Paragraph: A Graphplan-based Probabilistic Planner

Paragraph is a probabilistic planner that finds contingency plans that maximise the probability of reaching the goal within a given time horizon. It is capable of finding either a cyclic or acyclic solution to a given problem, depending on how it is configured. These solutions are optimal in the non-concurrent case, and optimal for a restricted model of concurrency. The concurrent case is not relevant to this discussion, and is not further discussed. A detailed description of Paragraph is given in (Little & Thiébaux 2006). The Graphplan framework (Blum & Furst 1997) is an approach that has proven to be highly successful for solving classical planning problems. Extensions of this framework for probabilistic planning have been developed (Blum & Langford 1999), but either dispense with the techniques that enable concurrency to be efficiently managed, or are unable to produce optimal contingency plans. Specifically, PGraphplan finds optimal (non-concurrent) contingency plans via dynamic programming, using information propagated backwards through the planning graph to identify states from which the goal is provably unreachable. This approach takes advantage of neither the state space compression inherent in Graphplan’s goal regression search, nor the pruning power of Graphplan’s mutex reasoning and nogood learning.
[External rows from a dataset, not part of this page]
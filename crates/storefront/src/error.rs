//! Unified error handling with Sentry integration.
//!
//! Provides a unified `AppError` type that captures errors to Sentry before
//! responding to the client. All route handlers should return `Result<T, AppError>`.

use axum::{
    http::StatusCode,
    response::{IntoResponse, Response},
};
use thiserror::Error;

use ifacens_core::pix::PixError;

use crate::supabase::SupabaseError;

/// Application-level error type for the storefront.
#[derive(Debug, Error)]
pub enum AppError {
    /// Supabase API operation failed.
    #[error("Supabase error: {0}")]
    Supabase(#[from] SupabaseError),

    /// PIX payload assembly failed.
    #[error("PIX error: {0}")]
    Pix(#[from] PixError),

    /// Session store operation failed.
    #[error("Session error: {0}")]
    Session(#[from] tower_sessions::session::Error),

    /// Template rendering failed.
    #[error("Template error: {0}")]
    Template(#[from] askama::Error),

    /// Resource not found.
    #[error("Not found: {0}")]
    NotFound(String),

    /// Bad request from client.
    #[error("Bad request: {0}")]
    BadRequest(String),

    /// Internal server error.
    #[error("Internal error: {0}")]
    Internal(String),
}

impl IntoResponse for AppError {
    fn into_response(self) -> Response {
        // Capture server errors to Sentry
        if matches!(
            self,
            Self::Supabase(_) | Self::Session(_) | Self::Template(_) | Self::Internal(_)
        ) {
            let event_id = sentry::capture_error(&self);
            tracing::error!(
                error = %self,
                sentry_event_id = %event_id,
                "Request error"
            );
        }

        let status = match &self {
            Self::Session(_) | Self::Template(_) | Self::Internal(_) => {
                StatusCode::INTERNAL_SERVER_ERROR
            }
            Self::Supabase(SupabaseError::NotFound(_)) | Self::NotFound(_) => StatusCode::NOT_FOUND,
            Self::Supabase(_) => StatusCode::BAD_GATEWAY,
            Self::Pix(_) | Self::BadRequest(_) => StatusCode::BAD_REQUEST,
        };

        // Don't expose internal error details to clients
        let message = match &self {
            Self::Session(_) | Self::Template(_) | Self::Internal(_) => {
                "Erro interno do servidor".to_string()
            }
            Self::Supabase(SupabaseError::NotFound(_)) | Self::NotFound(_) => {
                "Página não encontrada".to_string()
            }
            Self::Supabase(_) => "Erro ao falar com o serviço de dados".to_string(),
            Self::Pix(_) => "Não foi possível gerar o código PIX".to_string(),
            Self::BadRequest(msg) => msg.clone(),
        };

        (status, message).into_response()
    }
}

/// Result type alias for `AppError`.
pub type Result<T> = std::result::Result<T, AppError>;
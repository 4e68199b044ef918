//! HTTP route handlers for the storefront.
//!
//! # Route Structure
//!
//! ```text
//! GET  /                       - Home page (stands with their products)
//! GET  /health                 - Health check
//!
//! # Products
//! GET  /products/:id           - Product detail with customization form
//!
//! # Cart (HTMX fragments)
//! GET  /cart                   - Cart page
//! POST /cart/add               - Add to cart (may return stand-conflict prompt)
//! POST /cart/confirm           - Confirm pending add, replacing the cart
//! POST /cart/decline           - Discard pending add, keep the cart
//! POST /cart/update            - Set quantity (returns cart_items fragment)
//! POST /cart/remove            - Remove item (returns cart_items fragment)
//! POST /cart/toggle            - Toggle the cart drawer open/closed
//! GET  /cart/count             - Cart count badge (fragment)
//!
//! # Checkout
//! GET  /checkout               - Customer name form
//! POST /checkout               - Generate PIX code, record order, payment page
//! POST /checkout/complete      - Clear the cart after the receipt is sent
//! ```

pub mod cart;
pub mod checkout;
pub mod home;
pub mod products;

use axum::{
    Router,
    routing::{get, post},
};

use crate::state::AppState;

/// Create the product routes router.
pub fn product_routes() -> Router<AppState> {
    Router::new().route("/{id}", get(products::show))
}

/// Create the cart routes router.
pub fn cart_routes() -> Router<AppState> {
    Router::new()
        .route("/", get(cart::show))
        .route("/add", post(cart::add))
        .route("/confirm", post(cart::confirm))
        .route("/decline", post(cart::decline))
        .route("/update", post(cart::update))
        .route("/remove", post(cart::remove))
        .route("/toggle", post(cart::toggle))
        .route("/count", get(cart::count))
}

/// Create the checkout routes router.
pub fn checkout_routes() -> Router<AppState> {
    Router::new()
        .route("/", get(checkout::name_form).post(checkout::pay))
        .route("/complete", post(checkout::complete))
}

/// Health check endpoint.
async fn health() -> &'static str {
    "OK"
}

/// Create all routes for the storefront.
pub fn routes() -> Router<AppState> {
    Router::new()
        // Home page
        .route("/", get(home::home))
        // Health check
        .route("/health", get(health))
        // Product routes
        .nest("/products", product_routes())
        // Cart routes
        .nest("/cart", cart_routes())
        // Checkout routes
        .nest("/checkout", checkout_routes())
}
TGraphplan is a minor extension of the original Graphplan algorithm that computes a single path to the goal with a maximal probability of success; replanning could be applied when a plan’s execution deviates from this path, but this strategy is not optimal. Paragraph is an extension of the Graphplan algorithm to probabilistic planning. It enables much of the existing research into the Graphplan framework to be transfered to the probabilistic setting. Paragraph is a planner that implements some of this potential, including: a probabilistic planning graph, powerful mutex reasoning, nogood learning, and a goal regression search. The key to this framework is an efficient method of finding optimal contingency plans using goal regression. This method is fully compatible with the Graphplan framework, but is also more generally applicable.